Blog

Risk and Reward

By Cristin Dorgelo

In this May/June issue of Dimensions, we take a close look at the challenging topic of “risk,” a concept that manifests in all aspects of our lives. As individuals, we regularly face financial, personal, professional, and social risks. As leaders, we seek to manage, share, and distribute risk, while at the same time attempting to foster workplace cultures that have a healthy tolerance for risk-taking. As Charlie Trautmann says of risk in one of this month’s feature articles, “Don’t avoid it—instead, manage it.”

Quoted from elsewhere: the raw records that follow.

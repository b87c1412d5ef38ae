//! Nexus CLI library.
//!
//! This library provides the core functionality for the Nexus command-line interface,
//! including configuration management, command execution, and output formatting.

pub mod cli;
pub mod commands;
pub mod config;
pub mod error;
pub mod output;

pub use cli::{Cli, Command};
pub use config::Config;
pub use error::{CliError, Result};
pub use output::Formatter;
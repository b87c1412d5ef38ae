//! Carousel command implementation.

use crate::cli::CarouselArgs;
use crate::error::Result;
use crate::output::Formatter;
use nexus_domain::CarouselRequest;
use nexus_pipeline::GenerationService;
use tracing::debug;

/// Execute the carousel command.
pub async fn execute_carousel(
    args: CarouselArgs,
    service: &GenerationService,
    formatter: &Formatter,
) -> Result<()> {
    let request = CarouselRequest::new(args.topic, args.slides)?;

    let generated = service.generate_carousel_slides(&request).await;

    for attempt in &generated.attempts {
        debug!(provider = %attempt.provider, reason = %attempt.reason, "Provider attempt failed");
    }
    if generated.is_simulated() {
        debug!(topic = %request.topic(), "Falling back to simulated content");
    }

    println!("{}", formatter.format_slides(&generated)?);

    Ok(())
}
//! Image URL construction for the image-prompt operation

use crate::error::PipelineError;
use url::Url;

/// Base URL of the image renderer
pub const IMAGE_BASE_URL: &str = "https://image.pollinations.ai/prompt/";

/// Rendered image edge length in pixels (square, feed-sized)
pub const IMAGE_SIZE: u32 = 1080;

/// Exclusive upper bound for the random seed
pub const SEED_RANGE: u32 = 1000;

/// Build a renderable image URL for `prompt`
///
/// The prompt becomes a single percent-encoded path segment.
pub fn image_url(prompt: &str, seed: u32) -> Result<String, PipelineError> {
    let mut url = Url::parse(IMAGE_BASE_URL).map_err(|e| PipelineError::ImageUrl(e.to_string()))?;

    url.path_segments_mut()
        .map_err(|_| PipelineError::ImageUrl("Base URL cannot take path segments".to_string()))?
        .pop_if_empty()
        .push(prompt);

    let size = IMAGE_SIZE.to_string();
    url.query_pairs_mut()
        .append_pair("seed", &seed.to_string())
        .append_pair("width", &size)
        .append_pair("height", &size)
        .append_pair("nologo", "true");

    Ok(url.into())
}

/// Random seed in `0..SEED_RANGE`
pub fn random_seed() -> u32 {
    rand::random_range(0..SEED_RANGE)
}

#[cfg(test)]
mod tests {
    use super::*;

    #[test]
    fn test_image_url_encodes_prompt() {
        let url = image_url("A calm desk at dawn, 50% fog", 42).unwrap();
        assert_eq!(
            url,
            "https://image.pollinations.ai/prompt/A%20calm%20desk%20at%20dawn,%2050%25%20fog?seed=42&width=1080&height=1080&nologo=true"
        );
    }

    #[test]
    fn test_image_url_keeps_slash_inside_segment() {
        let url = image_url("input/output", 7).unwrap();
        assert!(url.starts_with("https://image.pollinations.ai/prompt/input%2Foutput?"));
    }

    #[test]
    fn test_random_seed_in_range() {
        for _ in 0..100 {
            assert!(random_seed() < SEED_RANGE);
        }
    }
}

As science centers and institutions, we embrace a certain level of risk in the name of science and innovation, and we encourage our visitors to do the same. In an increasingly risk-averse society, it is more important now than ever that we showcase the demonstrated benefits of taking risks and of allowing for failure on the path toward discovery, systemic transformation, and societal progress. Science centers can encourage visitors to step outside their comfort zones to look at the world in new and different ways. Sometimes that necessitates a disruptive activity, such as Guerilla Science’s Sensory Speed Dating. Other times it simply calls for presence—a “build it and they will come” approach for a thirsty audience, such as the Museum of Life + Science’s Tinkering and Drinkering in Durham, North Carolina.

Scientific exploration and the pursuit of new technological solutions require a certain comfort with risk; breakthroughs are usually achieved by straying off the familiar path. Alexandre Quintanilha, chair of Portugal’s Parliamentary Committee on Education and Science, argues that “promoting curiosity, imagination, and the audacity to question authority has become one of the main goals of education at its very best”.

I’ve seen the power of strategic risk-taking firsthand. In my role leading the Obama White House’s cross-sector call to action to make progress toward Grand Challenges as part of a national innovation strategy, I observed that ambitious yet achievable goals—when defined with clarity of vision and specificity of purpose—have the potential to serve as compelling “North Stars” for cross-sector and multidisciplinary collaboration. From the public-private BRAIN Initiative focused on revolutionizing our understanding of brain function, to DARPA’s Grand Challenges that drove advances in robotics and automation, to NASA’s Asteroid Grand Challenge that engaged people around the world in the effort to find all asteroid threats to human populations, open and collaborative efforts to achieve “moonshot” goals have fostered shared risk-taking and advanced new approaches to solving tough problems.

Those of us who regularly undertake risk—in our careers, businesses, partnerships, programming, and outreach—do so emboldened by our commitment to the future of our institutions, our desire to contribute to the greater good, and our lasting passion for science and discovery. We embrace and manage risk in order to not just survive but to thrive.

Cristin Dorgelo is ASTC’s President and CEO.